LW = live weight, EW = edible weight, MJ = mega joules of energy Vaclav Smil

According to Smil’s calculations, you need 3.3 pounds of feed to get a pound of chicken meat, 9.4 pounds of feed for a pound of pork, and 25 pounds of feed for a pound of beef. It’s simply more efficient to eat plants than to feed those plants to animals and eat meat.

This efficiency problem puts meat eaters way behind from the beginning, and it extends from energy to every other resource. Look at water use, greenhouse gas emissions, pollution, land-use footprints, and just about anything else, and it’s always going to make more sense to grow grains for people to eat rather than for animals to eat. To take just one example, scientists looked at the amount of nitrogen fertilizer that flows into rivers and creates dead zones in oceans: They calculated that a kilogram of red meat put an average of 150 grams of nitrogen equivalent (in various fertilizers) into waterways, versus 50 grams per kilogram of chicken and less than 3 grams per kilogram of grain.

This idea, that meat is environmentally unfriendly, has been the conventional wisdom since 2006, when the UN’s Food and Agriculture Organization published a report called Livestock’s Long Shadow. Which is why I was surprised when Frank Mitloehner, a UC-Davis animal science professor who is leading an update of the FAO’s livestock assessment, told me that the idea of eliminating animals from our food system was ridiculous and, actually, unsustainable.

“Agriculture cannot be sustainable without animal agriculture,” he said. “That is something I’m sure of.”

There are two key points to consider, Mitloehner said. First, most of the feed that livestock eat is not edible by humans. Globally, just 18 percent of animal feed is made up of grains or other crops that people might otherwise eat. The rest is crop residues, grass, and waste from milling grain and other food processing. And so, despite the inefficiency of converting calories to meat, animals are able to give humans access to energy that they wouldn’t have been able to access otherwise.

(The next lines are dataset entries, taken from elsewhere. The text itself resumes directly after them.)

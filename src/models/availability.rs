//! Weekly availability for teachers and classrooms.
//!
//! # Precedence
//! Blocked windows override allowed days. A slot is available iff:
//! - its day is in `days`, AND
//! - it does NOT overlap any `blocked` window.

use chrono::NaiveTime;
use serde::{Deserialize, Serialize};
use std::collections::BTreeSet;

use super::time_slot::{minute_of_day, Day, TimeSlot};

/// A recurring weekly interval `[start, end)` on one day.
///
/// Half-open interval: includes start, excludes end.
#[derive(Debug, Clone, PartialEq, Eq, Serialize, Deserialize)]
pub struct WeeklyWindow {
    /// Day of the week.
    pub day: Day,
    /// Interval start (inclusive).
    pub start: NaiveTime,
    /// Interval end (exclusive).
    pub end: NaiveTime,
}

impl WeeklyWindow {
    /// Creates a new weekly window.
    pub fn new(day: Day, start: NaiveTime, end: NaiveTime) -> Self {
        Self { day, start, end }
    }

    /// Window length in minutes.
    #[inline]
    pub fn duration_minutes(&self) -> u32 {
        minute_of_day(self.end).saturating_sub(minute_of_day(self.start))
    }

    /// Whether the window overlaps a slot.
    pub fn overlaps(&self, slot: &TimeSlot) -> bool {
        self.day == slot.day
            && minute_of_day(self.start) < slot.end_minute()
            && slot.start_minute() < minute_of_day(self.end)
    }
}

/// Availability pattern: allowed days minus blocked windows.
#[derive(Debug, Clone, PartialEq, Eq, Serialize, Deserialize)]
pub struct Availability {
    /// Days on which the resource can be booked.
    pub days: BTreeSet<Day>,
    /// Periods when the resource is unavailable (overrides `days`).
    pub blocked: Vec<WeeklyWindow>,
}

impl Availability {
    /// Available on every day, nothing blocked.
    pub fn always() -> Self {
        Self {
            days: Day::ALL.into_iter().collect(),
            blocked: Vec::new(),
        }
    }

    /// Available only on the given days.
    pub fn on_days(days: impl IntoIterator<Item = Day>) -> Self {
        Self {
            days: days.into_iter().collect(),
            blocked: Vec::new(),
        }
    }

    /// Adds a blocked window.
    pub fn with_blocked(mut self, day: Day, start: NaiveTime, end: NaiveTime) -> Self {
        self.blocked.push(WeeklyWindow::new(day, start, end));
        self
    }

    /// Whether a slot can be booked.
    pub fn is_available(&self, slot: &TimeSlot) -> bool {
        // Blocked windows override
        if self.blocked.iter().any(|w| w.overlaps(slot)) {
            return false;
        }
        self.days.contains(&slot.day)
    }

    /// Total blocked minutes on a day.
    pub fn blocked_minutes(&self, day: Day) -> u32 {
        self.blocked
            .iter()
            .filter(|w| w.day == day)
            .map(WeeklyWindow::duration_minutes)
            .sum()
    }
}

impl Default for Availability {
    fn default() -> Self {
        Self::always()
    }
}

#[cfg(test)]
mod tests {
    use super::*;

    fn t(h: u32, m: u32) -> NaiveTime {
        NaiveTime::from_hms_opt(h, m, 0).unwrap()
    }

    fn slot(day: Day, h: u32) -> TimeSlot {
        TimeSlot::new(0, day, t(h, 0), t(h + 1, 0))
    }

    #[test]
    fn test_always_available() {
        let a = Availability::always();
        assert!(a.is_available(&slot(Day::Monday, 9)));
        assert!(a.is_available(&slot(Day::Sunday, 20)));
    }

    #[test]
    fn test_days_restrict() {
        let a = Availability::on_days([Day::Tuesday, Day::Thursday]);
        assert!(a.is_available(&slot(Day::Tuesday, 9)));
        assert!(!a.is_available(&slot(Day::Monday, 9)));
    }

    #[test]
    fn test_blocked_overrides() {
        let a = Availability::always().with_blocked(Day::Monday, t(10, 30), t(11, 30));

        assert!(a.is_available(&slot(Day::Monday, 9)));
        assert!(!a.is_available(&slot(Day::Monday, 10))); // 10-11 overlaps
        assert!(!a.is_available(&slot(Day::Monday, 11))); // 11-12 overlaps
        assert!(a.is_available(&slot(Day::Monday, 12)));
        assert!(a.is_available(&slot(Day::Tuesday, 10)));
    }

    #[test]
    fn test_blocked_minutes() {
        let a = Availability::always()
            .with_blocked(Day::Friday, t(9, 0), t(10, 0))
            .with_blocked(Day::Friday, t(14, 0), t(14, 30));
        assert_eq!(a.blocked_minutes(Day::Friday), 90);
        assert_eq!(a.blocked_minutes(Day::Monday), 0);
    }
}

The second, issue, Mitloehner said, is that what I’d been thinking of as the “waste products” of animal agriculture are actually valuable resources. The manure animals produce is vital for agriculture (especially organic agriculture). “If we were to reduce the fertilizer animals produce by 100 percent, we would have to double or triple the amount of chemical fertilizer we apply, and we just don’t have that,” Mitloehner said.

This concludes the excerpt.